* Problem requirements *
What you produce should be every line from the data that includes "collect".

* Records supplied *
//! `slipgen generate`: run the slip pipeline on a worker thread and write
//! the document.

use std::path::{Path, PathBuf};
use std::sync::mpsc;
use std::thread;

use chrono::{Local, NaiveDateTime};
use slipgen_config::{Settings, ITEMS_PER_PAGE_CHOICES};
use slipgen_engine::{
    generate, group_by_type, search, select_types, CanonicalRecord, Document, PageOptions, PageSize, Progress,
    SourceSystem, VendorDisplay, DEFAULT_TEMPLATE,
};
use slipgen_io::{read_text_file, write_pages_json};

use crate::input::{
    dropped_note, input_label, is_stdin, load_input, load_settings, normalize_loaded, remember,
    require_records,
};
use crate::CliError;

pub struct GenerateArgs {
    pub config: Option<PathBuf>,
    pub input: PathBuf,
    pub format: Option<SourceSystem>,
    pub template: Option<PathBuf>,
    pub items_per_page: Option<u32>,
    pub out_dir: Option<PathBuf>,
    pub vendor_display: Option<VendorDisplay>,
    pub search: Option<String>,
    pub types: Vec<String>,
    pub pages_json: Option<PathBuf>,
    pub no_sort: bool,
    pub quiet: bool,
}

/// Messages from the worker thread.
enum Event {
    Progress(Progress),
    Finished(Document),
}

/// `inventory_slips_<YYYYmmdd_HHMMSS>.txt`
pub fn output_file_name(now: NaiveDateTime) -> String {
    format!("inventory_slips_{}.txt", now.format("%Y%m%d_%H%M%S"))
}

/// Flag value if given (must be a supported size), else the setting.
fn resolve_page_size(flag: Option<u32>, settings: &Settings) -> Result<PageSize, CliError> {
    match flag {
        None => Ok(settings.page_size()),
        Some(n) if ITEMS_PER_PAGE_CHOICES.contains(&n) => {
            PageSize::new(n as usize).ok_or_else(|| CliError::args("--items-per-page must be positive"))
        }
        Some(n) => Err(CliError::args(format!("--items-per-page must be 2, 4, 6 or 8 (got {n})"))),
    }
}

fn load_template(flag: Option<&Path>, settings: &Settings) -> Result<String, CliError> {
    match flag.or(settings.template_path.as_deref()) {
        Some(path) => read_text_file(path).map_err(|e| {
            CliError::io(format!("cannot read template {}: {}", path.display(), e))
        }),
        None => Ok(DEFAULT_TEMPLATE.to_string()),
    }
}

/// Apply `--search` and `--type` filters.
fn select(records: &[CanonicalRecord], query: Option<&str>, types: &[String]) -> Vec<CanonicalRecord> {
    let matched = search(records, query.unwrap_or(""));
    select_types(&matched, types).into_iter().cloned().collect()
}

/// Run the pipeline on a background thread, forwarding progress to
/// `on_progress` as it arrives.
fn run_pipeline(
    records: Vec<CanonicalRecord>,
    options: PageOptions,
    template: String,
    mut on_progress: impl FnMut(&Progress),
) -> Result<Document, CliError> {
    let (tx, rx) = mpsc::channel();
    let worker = thread::spawn(move || {
        let progress_tx = tx.clone();
        let doc = generate(&records, &options, &template, &mut |p| {
            // Send fails only once the receiver is gone
            let _ = progress_tx.send(Event::Progress(p));
        });
        let _ = tx.send(Event::Finished(doc));
    });

    let mut document = None;
    for event in rx {
        match event {
            Event::Progress(p) => on_progress(&p),
            Event::Finished(doc) => document = Some(doc),
        }
    }

    worker
        .join()
        .map_err(|_| CliError::general("slip generation thread panicked"))?;
    document.ok_or_else(|| CliError::general("slip generation finished without a document"))
}

pub fn cmd_generate(args: GenerateArgs) -> Result<(), CliError> {
    let mut settings = load_settings(args.config.as_deref());
    let page_size = resolve_page_size(args.items_per_page, &settings)?;
    let vendor_display = args.vendor_display.unwrap_or(settings.vendor_display);
    let template = load_template(args.template.as_deref(), &settings)?;
    let out_dir = args.out_dir.clone().unwrap_or_else(|| settings.output_dir());

    let label = input_label(&args.input);
    let loaded = load_input(&args.input)?;
    let normalized = normalize_loaded(&loaded, args.format, settings.sort && !args.no_sort)?;
    require_records(&normalized, &label)?;

    let selected = select(&normalized.records, args.search.as_deref(), &args.types);
    if selected.is_empty() {
        return Err(CliError {
            code: crate::exit_codes::EXIT_NO_RECORDS,
            message: format!(
                "no records match the filters ({} {} record(s) before filtering)",
                normalized.records.len(),
                normalized.source,
            ),
            hint: Some("check --search and --type values".to_string()),
        });
    }

    if !args.quiet {
        eprintln!(
            "{}: {} {} record(s) selected{}",
            label,
            selected.len(),
            normalized.source,
            dropped_note(&normalized),
        );
        for (kind, group) in group_by_type(&selected) {
            eprintln!("  {kind}: {}", group.len());
        }
    }

    let options = PageOptions { page_size, vendor_display };
    let quiet = args.quiet;
    let document = run_pipeline(selected, options, template, |p| {
        if !quiet {
            eprintln!("[{:>3}%] {}", p.percent, p.message);
        }
    })?;

    std::fs::create_dir_all(&out_dir)
        .map_err(|e| CliError::io(format!("cannot create {}: {}", out_dir.display(), e)))?;
    let out_path = out_dir.join(output_file_name(Local::now().naive_local()));
    std::fs::write(&out_path, &document.text)
        .map_err(|e| CliError::io(format!("cannot write {}: {}", out_path.display(), e)))?;

    if let Some(path) = &args.pages_json {
        let f = std::fs::File::create(path)
            .map_err(|e| CliError::io(format!("cannot create {}: {}", path.display(), e)))?;
        write_pages_json(&document.pages, std::io::BufWriter::new(f))
            .map_err(|e| CliError::from_io(&e, &path.display().to_string()))?;
    }

    if !is_stdin(&args.input) {
        settings.push_recent_file(&args.input);
        remember(&settings, args.config.as_deref());
    }

    if !args.quiet {
        eprintln!(
            "Wrote {} page(s), {} label(s){}",
            document.page_count(),
            document.pages.iter().map(|p| p.filled).sum::<usize>(),
            match document.warnings.len() {
                0 => String::new(),
                n => format!(", {n} quantity warning(s)"),
            },
        );
    }
    println!("{}", out_path.display());
    Ok(())
}

#[cfg(test)]
mod tests {
    use super::*;
    use chrono::NaiveDate;

    fn record(name: &str, kind: &str) -> CanonicalRecord {
        CanonicalRecord {
            product_name: name.into(),
            barcode: format!("{name}-1"),
            product_type: kind.into(),
            quantity_received: "2".into(),
            ..CanonicalRecord::blank(SourceSystem::Csv)
        }
    }

    #[test]
    fn test_output_file_name() {
        let now = NaiveDate::from_ymd_opt(2024, 3, 9)
            .unwrap()
            .and_hms_opt(7, 5, 30)
            .unwrap();
        assert_eq!(output_file_name(now), "inventory_slips_20240309_070530.txt");
    }

    #[test]
    fn test_page_size_flag_validation() {
        let settings = Settings { items_per_page: 6, ..Settings::default() };
        assert_eq!(resolve_page_size(None, &settings).unwrap().get(), 6);
        assert_eq!(resolve_page_size(Some(8), &settings).unwrap().get(), 8);
        let err = resolve_page_size(Some(3), &settings).unwrap_err();
        assert_eq!(err.code, crate::exit_codes::EXIT_USAGE);
    }

    #[test]
    fn test_select_filters() {
        let records = vec![record("Blue Dream", "Flower"), record("Gummy", "Edible")];
        assert_eq!(select(&records, None, &[]).len(), 2);
        assert_eq!(select(&records, Some("blue"), &[]).len(), 1);
        let picked = select(&records, None, &["edible".to_string()]);
        assert_eq!(picked[0].product_name, "Gummy");
    }

    #[test]
    fn test_pipeline_on_worker_thread() {
        let records: Vec<_> = (0..5).map(|i| record(&format!("P{i}"), "Flower")).collect();
        let options = PageOptions { page_size: PageSize::new(2).unwrap(), ..PageOptions::default() };
        let mut seen = Vec::new();
        let doc = run_pipeline(records, options, DEFAULT_TEMPLATE.to_string(), |p| seen.push(p.percent))
            .unwrap();
        assert_eq!(doc.page_count(), 3);
        assert_eq!(seen.last().copied(), Some(100));
        assert!(seen.windows(2).all(|w| w[0] <= w[1]));
    }

    #[test]
    fn test_missing_template_is_io_error() {
        let err = load_template(Some(Path::new("/nonexistent/label.txt")), &Settings::default()).unwrap_err();
        assert_eq!(err.code, crate::exit_codes::EXIT_IO);
        assert_eq!(load_template(None, &Settings::default()).unwrap(), DEFAULT_TEMPLATE);
    }
}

* Written solution *
    select_types(&matched, types).into_iter().cloned().collect()
        let records: Vec<_> = (0..5).map(|i| record(&format!("P{i}"), "Flower")).collect();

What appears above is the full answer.